В душе Триш боролись сочувствие… и подозрение.

— Разве Антония тебе ничего такого не говорила? — полюбопытствовал Роберт.

— Нет, — сказала Триш. — Она была неизменно лояльна по отношению к тебе и в моем присутствии не сказала ни слова против тебя.

— Удивительно.

— Но если ты Подозреваемый Номер Один, почему они вдруг арестовали Ники?

— Бог их знает, — сказал он, и его узкое лицо больше, чем обычно, напомнило крысиную мордочку. — Вчера они от меня отвязались. Я подумал было, что они увидели свет в конце туннеля. Но теперь я не уверен. У них в порядке вещей подтасовать улики, чтобы появился предлог сцапать Ники и попытаться заставить ее признаться, будто она видела, как я убиваю Лотти.

— А она видела? — спросила Триш, прежде чем успела прикусить язык. К ее изумлению, Роберт закашлялся и наклонил голову, сжав большим и указательным пальцами переносицу, словно старался сдержать слезы. Но это же абсурд! Личные впечатления Триш и все, что она о Роберте слышала, не давали ей поверить, что он переживает. — Роберт? Что такое?

— Да ради бога! Неужели ты не понимаешь? Почему Ники единственной хватило ума понять, что я любил эту малявку?

— Ты любил ее, Роберт? — Триш заметила, что он говорит в прошедшем времени, и с еще большей настороженностью стала наблюдать за разыгрываемой им сценой. — Серьезно?

Он взглянул на нее, высморкался во взятую со стойки бумажную салфетку. Триш показалось, что на глазах у него настоящие слезы, и она снова почувствовала смущение.

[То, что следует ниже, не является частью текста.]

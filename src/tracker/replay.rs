//! Replay tracker: streams recorded landmark frames from a JSON Lines file.
//!
//! Each line holds one [`ReplayFrame`]. Frames are delivered at a fixed
//! cadence on a background thread, after a single `Ready` event. The file is
//! parsed up front so a malformed recording fails before anything is sent.

use crate::tracker::types::{FaceObservation, ReplayFrame, TrackerEvent};
use crate::tracker::TrackerError;
use crossbeam_channel::{bounded, Receiver, Sender};
use std::fs::File;
use std::io::{BufRead, BufReader};
use std::path::{Path, PathBuf};
use std::sync::atomic::{AtomicBool, Ordering};
use std::sync::Arc;
use std::thread;
use std::time::Duration;

pub struct ReplayTracker {
    path: PathBuf,
    frame_interval: Duration,
    loop_playback: bool,
    sender: Sender<TrackerEvent>,
    receiver: Receiver<TrackerEvent>,
    running: Arc<AtomicBool>,
    handle: Option<thread::JoinHandle<()>>,
}

impl ReplayTracker {
    /// Create a replay tracker for the given recording.
    pub fn new(path: PathBuf, frame_interval: Duration) -> Self {
        let (sender, receiver) = bounded(256);
        Self {
            path,
            frame_interval,
            loop_playback: false,
            sender,
            receiver,
            running: Arc::new(AtomicBool::new(false)),
            handle: None,
        }
    }

    /// Restart playback from the first frame when the recording ends.
    pub fn looped(mut self) -> Self {
        self.loop_playback = true;
        self
    }

    /// Parse the recording and start delivering frames.
    pub fn start(&mut self) -> Result<(), TrackerError> {
        if self.running.load(Ordering::SeqCst) {
            return Err(TrackerError::AlreadyRunning);
        }

        let frames = load_frames(&self.path)?;
        self.running.store(true, Ordering::SeqCst);

        let sender = self.sender.clone();
        let running = self.running.clone();
        let interval = self.frame_interval;
        let loop_playback = self.loop_playback;

        let _ = sender.send(TrackerEvent::Ready);

        self.handle = Some(thread::spawn(move || {
            'playback: loop {
                for faces in &frames {
                    if !running.load(Ordering::SeqCst) {
                        break 'playback;
                    }
                    let _ = sender.send(TrackerEvent::Frame(faces.clone()));
                    thread::sleep(interval);
                }
                if !loop_playback {
                    break;
                }
            }
        }));

        Ok(())
    }

    /// Stop delivering frames and join the playback thread.
    pub fn stop(&mut self) {
        self.running.store(false, Ordering::SeqCst);
        if let Some(handle) = self.handle.take() {
            let _ = handle.join();
        }
    }

    pub fn is_running(&self) -> bool {
        self.running.load(Ordering::SeqCst)
    }

    /// Get the receiver for tracker events.
    pub fn receiver(&self) -> &Receiver<TrackerEvent> {
        &self.receiver
    }
}

impl Drop for ReplayTracker {
    fn drop(&mut self) {
        self.stop();
    }
}

/// Load every frame of a recording, skipping blank lines.
fn load_frames(path: &Path) -> Result<Vec<Vec<FaceObservation>>, TrackerError> {
    let file = File::open(path).map_err(|e| TrackerError::Io(e.to_string()))?;
    let reader = BufReader::new(file);

    let mut frames = Vec::new();
    for (index, line) in reader.lines().enumerate() {
        let line = line.map_err(|e| TrackerError::Io(e.to_string()))?;
        if line.trim().is_empty() {
            continue;
        }
        let frame: ReplayFrame =
            serde_json::from_str(&line).map_err(|e| TrackerError::Malformed {
                line: index + 1,
                message: e.to_string(),
            })?;
        frames.push(frame.faces.into_iter().map(Into::into).collect());
    }
    Ok(frames)
}
//! Core pipeline for the moodfeed engine.
//!
//! This module contains:
//! - Expression estimation from mouth landmark geometry
//! - Sentiment window derivation and message filtering
//! - Feed scheduling, buffering, and layout
//! - The session struct tying the pipeline together

pub mod expression;
pub mod feed;
pub mod render;
pub mod sentiment;
pub mod session;
pub mod store;

// Re-export commonly used types
pub use expression::EXPRESSION_LIMIT;
pub use feed::{ActiveFeed, FeedScheduler, PostedMessage, FEED_CAPACITY};
pub use render::{layout_feed, sentiment_hue, FeedLayout, RenderedEntry, Viewport};
pub use sentiment::{SentimentWindow, WINDOW_WIDTH};
pub use session::{FeedSession, Lifecycle, TickReport, TrackingState};
pub use store::{Message, MessageStore, StoreError};
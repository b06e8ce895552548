//! Integration tests for the observation/feed HTTP server

#[cfg(feature = "server")]
mod server_tests {
    use moodfeed::config::Config;
    use moodfeed::server::{run, ServerConfig};
    use std::time::Duration;

    /// Keypoint array carrying a smiling mouth at the contract indices.
    fn smiling_keypoints() -> Vec<[f64; 2]> {
        let mut keypoints = vec![[0.0, 0.0]; 309];
        keypoints[78] = [200.0, 240.0];
        keypoints[308] = [280.0, 240.0];
        keypoints[13] = [240.0, 238.0];
        keypoints[14] = [240.0, 238.0];
        keypoints
    }

    #[tokio::test]
    async fn test_health_endpoint() {
        let config = ServerConfig::new(0, Config::default());

        // Start server on a random port
        let (addr, shutdown_tx) = run(config).await.expect("Failed to start server");

        // Give server time to start
        tokio::time::sleep(Duration::from_millis(100)).await;

        let client = reqwest::Client::new();
        let response = client
            .get(format!("http://{}/health", addr))
            .send()
            .await
            .expect("Failed to send request");

        assert!(response.status().is_success());

        let body: serde_json::Value = response.json().await.expect("Failed to parse JSON");
        assert_eq!(body["status"], "ok");
        assert!(body["version"].as_str().is_some());

        // Shutdown server
        let _ = shutdown_tx.send(());
    }

    #[tokio::test]
    async fn test_observe_then_feed() {
        // Short intervals so posts happen within the test.
        let mut engine_config = Config::default();
        engine_config.min_interval = Duration::from_millis(5);
        engine_config.max_interval = Duration::from_millis(10);

        let (addr, shutdown_tx) = run(ServerConfig::new(0, engine_config))
            .await
            .expect("Failed to start server");

        tokio::time::sleep(Duration::from_millis(100)).await;

        let client = reqwest::Client::new();

        // Deliver a smiling frame; offset -2 maps to the window [0.3, 0.5].
        let frame = serde_json::json!({
            "faces": [{ "keypoints": smiling_keypoints() }]
        });
        let response = client
            .post(format!("http://{}/observe", addr))
            .json(&frame)
            .send()
            .await
            .expect("Failed to send observation");
        assert!(response.status().is_success());

        let body: serde_json::Value = response.json().await.expect("Failed to parse JSON");
        assert_eq!(body["status"], "ok");
        assert_eq!(body["faces"], 1);

        // Each feed poll is one tick; the first arms the timer, later ones
        // post once their deadline passes.
        let mut last = serde_json::Value::Null;
        for _ in 0..6 {
            tokio::time::sleep(Duration::from_millis(20)).await;
            let response = client
                .get(format!("http://{}/feed?width=1280&height=720", addr))
                .send()
                .await
                .expect("Failed to poll feed");
            assert!(response.status().is_success());
            last = response.json().await.expect("Failed to parse JSON");
        }

        // The smile window admits only positive messages from the built-in
        // store, and at least one deadline has fired by now.
        let feed_len = last["feed_len"].as_u64().expect("feed_len missing");
        assert!(feed_len >= 1, "no messages posted: {last}");

        let window_min = last["window"]["min"].as_f64().expect("window missing");
        assert!((0.25..=0.35).contains(&window_min), "window drifted: {last}");

        let entries = last["entries"].as_array().expect("entries missing");
        assert!(!entries.is_empty());
        for entry in entries {
            let sentiment = entry["sentiment"].as_f64().expect("sentiment missing");
            assert!((0.3..=0.5).contains(&sentiment));
        }

        let _ = shutdown_tx.send(());
    }

    #[tokio::test]
    async fn test_feed_before_any_observation_reports_unavailable() {
        let (addr, shutdown_tx) = run(ServerConfig::new(0, Config::default()))
            .await
            .expect("Failed to start server");

        tokio::time::sleep(Duration::from_millis(100)).await;

        let client = reqwest::Client::new();
        let response = client
            .get(format!("http://{}/feed", addr))
            .send()
            .await
            .expect("Failed to poll feed");
        assert!(response.status().is_success());

        let body: serde_json::Value = response.json().await.expect("Failed to parse JSON");
        assert_eq!(body["tracking"], "unavailable");
        assert!(body["window"].is_null());
        assert_eq!(body["feed_len"], 0);

        let _ = shutdown_tx.send(());
    }
}
//! Configuration for the moodfeed engine.

use crate::tracker::TrackerConfig;
use serde::{Deserialize, Serialize};
use std::path::PathBuf;
use std::time::Duration;

/// Main configuration for the engine.
#[derive(Debug, Clone, Serialize, Deserialize)]
pub struct Config {
    /// Shortest gap between two posts
    #[serde(with = "duration_millis")]
    pub min_interval: Duration,

    /// Longest gap between two posts (exclusive)
    #[serde(with = "duration_millis")]
    pub max_interval: Duration,

    /// Update-loop cadence
    #[serde(with = "duration_millis")]
    pub tick_interval: Duration,

    /// Maximum entries the active feed retains
    pub feed_capacity: usize,

    /// Message file to load; the built-in set is used when absent
    pub messages_path: Option<PathBuf>,

    /// Path for exporting session transcripts
    pub export_path: PathBuf,

    /// Path for storing state and transparency logs
    pub data_path: PathBuf,

    /// Whether posting is currently paused
    pub paused: bool,

    /// Detection configuration for the tracking model
    pub tracker: TrackerConfig,
}

impl Default for Config {
    fn default() -> Self {
        let data_dir = dirs::data_local_dir()
            .unwrap_or_else(|| PathBuf::from("."))
            .join("moodfeed");

        Self {
            min_interval: Duration::from_millis(500),
            max_interval: Duration::from_millis(2500),
            tick_interval: Duration::from_millis(33),
            feed_capacity: 100,
            messages_path: None,
            export_path: data_dir.join("exports"),
            data_path: data_dir,
            paused: false,
            tracker: TrackerConfig::default(),
        }
    }
}

impl Config {
    /// Load configuration from the default location.
    pub fn load() -> Result<Self, ConfigError> {
        let config_path = Self::config_path();

        if config_path.exists() {
            let content = std::fs::read_to_string(&config_path)
                .map_err(|e| ConfigError::IoError(e.to_string()))?;
            let config: Config = serde_json::from_str(&content)
                .map_err(|e| ConfigError::ParseError(e.to_string()))?;
            Ok(config)
        } else {
            Ok(Self::default())
        }
    }

    /// Save configuration to the default location.
    pub fn save(&self) -> Result<(), ConfigError> {
        let config_path = Self::config_path();

        // Ensure parent directory exists
        if let Some(parent) = config_path.parent() {
            std::fs::create_dir_all(parent).map_err(|e| ConfigError::IoError(e.to_string()))?;
        }

        let content = serde_json::to_string_pretty(self)
            .map_err(|e| ConfigError::SerializeError(e.to_string()))?;

        std::fs::write(&config_path, content).map_err(|e| ConfigError::IoError(e.to_string()))?;

        Ok(())
    }

    /// Get the path to the configuration file.
    pub fn config_path() -> PathBuf {
        dirs::config_dir()
            .unwrap_or_else(|| PathBuf::from("."))
            .join("moodfeed")
            .join("config.json")
    }

    /// Ensure all required directories exist.
    pub fn ensure_directories(&self) -> Result<(), ConfigError> {
        std::fs::create_dir_all(&self.export_path)
            .map_err(|e| ConfigError::IoError(e.to_string()))?;
        std::fs::create_dir_all(&self.data_path)
            .map_err(|e| ConfigError::IoError(e.to_string()))?;
        Ok(())
    }
}

/// Configuration errors.
#[derive(Debug)]
pub enum ConfigError {
    IoError(String),
    ParseError(String),
    SerializeError(String),
}

impl std::fmt::Display for ConfigError {
    fn fmt(&self, f: &mut std::fmt::Formatter<'_>) -> std::fmt::Result {
        match self {
            ConfigError::IoError(e) => write!(f, "IO error: {e}"),
            ConfigError::ParseError(e) => write!(f, "Parse error: {e}"),
            ConfigError::SerializeError(e) => write!(f, "Serialize error: {e}"),
        }
    }
}

impl std::error::Error for ConfigError {}

/// Serde support for millisecond durations.
mod duration_millis {
    use serde::{Deserialize, Deserializer, Serialize, Serializer};
    use std::time::Duration;

    pub fn serialize<S>(duration: &Duration, serializer: S) -> Result<S::Ok, S::Error>
    where
        S: Serializer,
    {
        (duration.as_millis() as u64).serialize(serializer)
    }

    pub fn deserialize<'de, D>(deserializer: D) -> Result<Duration, D::Error>
    where
        D: Deserializer<'de>,
    {
        let millis = u64::deserialize(deserializer)?;
        Ok(Duration::from_millis(millis))
    }
}
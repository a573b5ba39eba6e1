//! Stateless 2D geometry helpers.
//!
//! - [`transform`]: rotation about a pivot plus translation
//! - [`sampling`]: turning kernel wire edges into point lists
//! - [`section`]: typed cross-section primitives handed over by the CAD kernel
//! - [`polygon`]: buffer/difference/measure wrappers over `geo` and `geo-clipper`

pub mod polygon;
pub mod sampling;
pub mod section;
pub mod transform;

use crate::config::COORD_DECIMALS;
use crate::model::Point2;

/// Round a coordinate to the emitted precision, folding `-0.0` into `0.0`.
#[inline]
pub fn round4(v: f64) -> f64 {
    let scale = 10f64.powi(COORD_DECIMALS);
    let r = (v * scale).round() / scale;
    if r == 0.0 {
        0.0
    } else {
        r
    }
}

/// Round both coordinates of a point.
#[inline]
pub fn round_point(p: Point2) -> Point2 {
    Point2::new(round4(p.x), round4(p.y))
}

#[cfg(test)]
mod tests {
    use super::*;

    #[test]
    fn test_round4() {
        assert_eq!(round4(1.234_56), 1.2346);
        assert_eq!(round4(-0.000_01), 0.0);
        assert!(round4(-0.000_01).is_sign_positive());
        assert_eq!(round4(10.0), 10.0);
    }
}
//! Peck drilling.

use super::passes::drill_levels;
use crate::model::{Point2, ToolpathPass};

/// Single-point passes plunging ever deeper at `center`.
///
/// The controller retracts between pecks, so every pass is a lone point.
/// Drill passes never carry tabs.
pub fn peck_passes(center: Point2, top: f64, depth: f64, peck: f64) -> Vec<ToolpathPass> {
    drill_levels(top, depth, peck)
        .into_iter()
        .enumerate()
        .map(|(i, z)| ToolpathPass {
            pass_number: (i + 1) as u32,
            z_depth: z,
            path: vec![center],
            tabs: Vec::new(),
        })
        .collect()
}

#[cfg(test)]
mod tests {
    use super::*;
    use crate::config::PENETRATION_MARGIN;

    #[test]
    fn test_peck_cycle() {
        let passes = peck_passes(Point2::new(10.0, 20.0), 18.0, 18.0, 6.0);
        assert_eq!(passes.len(), 3);
        assert!(passes.iter().all(|p| p.path == vec![Point2::new(10.0, 20.0)]));
        assert!(passes.iter().all(|p| p.tabs.is_empty()));
        assert!(passes.windows(2).all(|w| w[1].z_depth < w[0].z_depth));
        assert_eq!(passes[2].z_depth, -PENETRATION_MARGIN);
    }

    #[test]
    fn test_shallow_hole_single_peck() {
        let passes = peck_passes(Point2::new(0.0, 0.0), 18.0, 4.0, 6.0);
        assert_eq!(passes.len(), 1);
        assert!((passes[0].z_depth - 13.7).abs() < 1e-9);
    }
}
//! User assignment of an operation to stock material and settings.

use serde::{Deserialize, Serialize};

use super::MachiningSettings;

fn default_enabled() -> bool {
    true
}

/// Binds a detected operation to a material, settings and an execution order.
#[derive(Debug, Clone, PartialEq, Serialize, Deserialize)]
pub struct OperationAssignment {
    pub operation_id: String,
    pub material_id: String,
    #[serde(default = "default_enabled")]
    pub enabled: bool,
    pub settings: MachiningSettings,
    /// Execution order when no placements are known.
    pub order: u32,
}
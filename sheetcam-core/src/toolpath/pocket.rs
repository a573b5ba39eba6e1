//! Pocket clearing patterns.

use geo::{Area, BoundingRect, MultiPolygon};

use crate::geometry::polygon::{self, Join};
use crate::geometry::round4;
use crate::model::Point2;

/// Region the tool center may reach: the pocket inset by the tool radius.
fn reachable(boundary: &[Point2], islands: &[Vec<Point2>], tool_diameter: f64) -> MultiPolygon<f64> {
    let pocket = polygon::polygon_with_holes(boundary, islands);
    polygon::buffer(&pocket, -tool_diameter / 2.0, Join::Miter)
}

/// Successive inward offsets of the pocket boundary.
///
/// Starts with a half-diameter inset and steps inward by
/// `tool_diameter × stepover` until nothing is left. Rings around islands are
/// included.
pub fn contour_parallel(
    boundary: &[Point2],
    islands: &[Vec<Point2>],
    tool_diameter: f64,
    stepover: f64,
) -> Vec<Vec<Point2>> {
    let step = tool_diameter * stepover;
    let mut rings = Vec::new();
    let mut current = reachable(boundary, islands, tool_diameter);

    while !current.0.is_empty() && current.unsigned_area() > 0.0 {
        for poly in &current.0 {
            rings.extend(
                std::iter::once(poly.exterior())
                    .chain(poly.interiors())
                    .map(polygon::ring_points)
                    .filter(|r| r.len() >= 3),
            );
        }
        if step <= 0.0 {
            break;
        }
        current = polygon::buffer_multi(&current, -step, Join::Miter);
    }
    rings
}

/// X positions where the horizontal line `y` crosses the region's edges.
fn scanline_crossings(region: &MultiPolygon<f64>, y: f64) -> Vec<f64> {
    let mut xs = Vec::new();
    for poly in &region.0 {
        for ring in std::iter::once(poly.exterior()).chain(poly.interiors()) {
            for line in ring.lines() {
                let (a, b) = (line.start, line.end);
                if (a.y <= y && b.y > y) || (b.y <= y && a.y > y) {
                    xs.push(a.x + (y - a.y) * (b.x - a.x) / (b.y - a.y));
                }
            }
        }
    }
    xs.sort_by(f64::total_cmp);
    xs
}

/// Alternating-direction horizontal scanlines across the reachable region.
///
/// Lines are spaced `tool_diameter × stepover` apart, starting half a step
/// above the bottom of the region. Each inside span is its own segment.
pub fn raster(
    boundary: &[Point2],
    islands: &[Vec<Point2>],
    tool_diameter: f64,
    stepover: f64,
) -> Vec<Vec<Point2>> {
    let step = tool_diameter * stepover;
    let region = reachable(boundary, islands, tool_diameter);
    let Some(bounds) = region.bounding_rect() else {
        return Vec::new();
    };
    if step <= 0.0 {
        return Vec::new();
    }

    let mut lines = Vec::new();
    let mut left_to_right = true;
    let mut y = bounds.min().y + step / 2.0;
    while y <= bounds.max().y - step / 2.0 + 0.001 {
        let xs = scanline_crossings(&region, y);
        let mut spans: Vec<Vec<Point2>> = xs
            .chunks_exact(2)
            .map(|pair| {
                vec![
                    Point2::new(round4(pair[0]), round4(y)),
                    Point2::new(round4(pair[1]), round4(y)),
                ]
            })
            .collect();
        if !left_to_right {
            spans.reverse();
            for span in &mut spans {
                span.reverse();
            }
        }
        lines.extend(spans);
        left_to_right = !left_to_right;
        y += step;
    }
    lines
}

#[cfg(test)]
mod tests {
    use super::*;
    use crate::geometry::transform::Extents;

    fn square(x: f64, y: f64, size: f64) -> Vec<Point2> {
        vec![
            Point2::new(x, y),
            Point2::new(x + size, y),
            Point2::new(x + size, y + size),
            Point2::new(x, y + size),
            Point2::new(x, y),
        ]
    }

    // ==================== contour-parallel tests ====================

    #[test]
    fn test_first_ring_is_half_diameter_inset() {
        let rings = contour_parallel(&square(0.0, 0.0, 40.0), &[], 6.0, 0.5);
        assert!(rings.len() >= 2);
        let e = Extents::of(&rings[0]).unwrap();
        assert!((e.min_x - 3.0).abs() < 1e-3);
        assert!((e.width() - 34.0).abs() < 1e-3);
        let second = Extents::of(&rings[1]).unwrap();
        assert!((second.min_x - 6.0).abs() < 1e-3);
    }

    #[test]
    fn test_pocket_narrower_than_tool_is_empty() {
        assert!(contour_parallel(&square(0.0, 0.0, 5.0), &[], 6.0, 0.5).is_empty());
        assert!(raster(&square(0.0, 0.0, 5.0), &[], 6.0, 0.5).is_empty());
    }

    // ==================== raster tests ====================

    #[test]
    fn test_raster_alternates_direction() {
        let lines = raster(&square(0.0, 0.0, 40.0), &[], 6.0, 0.5);
        assert!(lines.len() >= 3);
        assert!(lines[0][0].x < lines[0][1].x);
        assert!(lines[1][0].x > lines[1][1].x);
        assert!((lines[0][0].y - 4.5).abs() < 1e-3);
        assert!((lines[1][0].y - 7.5).abs() < 1e-3);
        for l in &lines {
            assert!(l[0].y <= 37.0 + 1e-3);
        }
    }

    #[test]
    fn test_raster_splits_around_island() {
        let lines = raster(
            &square(0.0, 0.0, 60.0),
            &[square(20.0, 20.0, 20.0)],
            6.0,
            0.5,
        );
        let at_middle: Vec<_> = lines.iter().filter(|l| (l[0].y - 30.0).abs() < 1.6).collect();
        assert!(!at_middle.is_empty());
        assert!(at_middle.len() >= 2);
    }
}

— Она была с характером и забавная, ужасно забавная. До этого я никогда не общался с детьми ее возраста. — Он еще выпил и продолжил почти без всякой враждебности: — Знаешь, Триш, а ты сука! До сих пор я этого не понимал.

— Что ты имеешь в виду?

— Ты хитростью заставила меня встретиться с тобой, верно? Ты сказала, что хочешь узнать о чем-то, о чем не можешь спросить Антонию, но ты просто хотела выложить свои обвинения и посмотреть на мою реакцию. Даже Антония не заходила так далеко. Пока.

— Роберт…

— Или это она стоит за твоей маленькой проделкой… а? Она подумала, что план полиции в отношении Ники может не сработать, и решила, что ее драгоценная, блестящая Триш добьется большего?

— Ничего подобного, — сказала Триш, изо всех сил сдерживая гнев. — Я же сказала тебе, что не разговаривала сегодня с Антонией. И ни в чем тебя не обвиняла. Я лишь хотела узнать, что за проблемы у тебя на работе. Ты сам выложил все остальное. Не представляю, почему ты так скрытничаешь насчет своей работы.